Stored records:
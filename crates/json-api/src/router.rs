//! App Router

use salvo::Router;

use crate::{auth, beers, categories, customers};

pub(crate) fn app_router() -> Router {
    Router::with_path("api/v1")
        .hoop(auth::middleware::handler)
        .push(
            Router::with_path("beer")
                .get(beers::index::handler)
                .post(beers::create::handler)
                .push(
                    Router::with_path("{id}")
                        .get(beers::get::handler)
                        .put(beers::update::handler)
                        .patch(beers::patch::handler)
                        .delete(beers::delete::handler)
                        .push(
                            Router::with_path("category")
                                .get(categories::beer_index::handler)
                                .push(
                                    Router::with_path("{category_id}")
                                        .put(categories::link::handler),
                                ),
                        ),
                ),
        )
        .push(
            Router::with_path("customer")
                .get(customers::index::handler)
                .post(customers::create::handler)
                .push(
                    Router::with_path("{id}")
                        .get(customers::get::handler)
                        .put(customers::update::handler)
                        .patch(customers::patch::handler)
                        .delete(customers::delete::handler),
                ),
        )
        .push(
            Router::with_path("category")
                .get(categories::index::handler)
                .post(categories::create::handler),
        )
}
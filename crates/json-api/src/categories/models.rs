//! Category Models

use salvo::oapi::ToSchema;
use serde::{Deserialize, Serialize};
use uuid::Uuid;

use taproom_app::domain::categories::{data::CategoryInput, records::CategoryRecord};

#[derive(Debug, Default, Serialize, Deserialize, ToSchema)]
pub(crate) struct CategoryRequest {
    /// Up to 50 characters
    pub description: Option<String>,
}

impl From<CategoryRequest> for CategoryInput {
    fn from(request: CategoryRequest) -> Self {
        CategoryInput {
            description: request.description,
        }
    }
}

#[derive(Debug, Serialize, Deserialize, ToSchema)]
#[serde(rename_all = "camelCase")]
pub(crate) struct CategoryResponse {
    pub id: Uuid,

    pub version: i32,

    pub description: String,

    pub created_date: String,

    pub update_date: String,
}

impl From<CategoryRecord> for CategoryResponse {
    fn from(category: CategoryRecord) -> Self {
        CategoryResponse {
            id: category.uuid.into(),
            version: category.version,
            description: category.description,
            created_date: category.created_at.to_string(),
            update_date: category.updated_at.to_string(),
        }
    }
}

#[derive(Debug, Serialize, Deserialize, ToSchema)]
pub(crate) struct CategoryCreatedResponse {
    pub id: Uuid,
}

TASK DETAILS » Go through the entries above and report every line in which the word "beers" appears.

SOLUTION BELOW »
use crate::{auth, beers, categories, customers};
                .get(beers::index::handler)
                .post(beers::create::handler)
                        .get(beers::get::handler)
                        .put(beers::update::handler)
                        .patch(beers::patch::handler)
                        .delete(beers::delete::handler)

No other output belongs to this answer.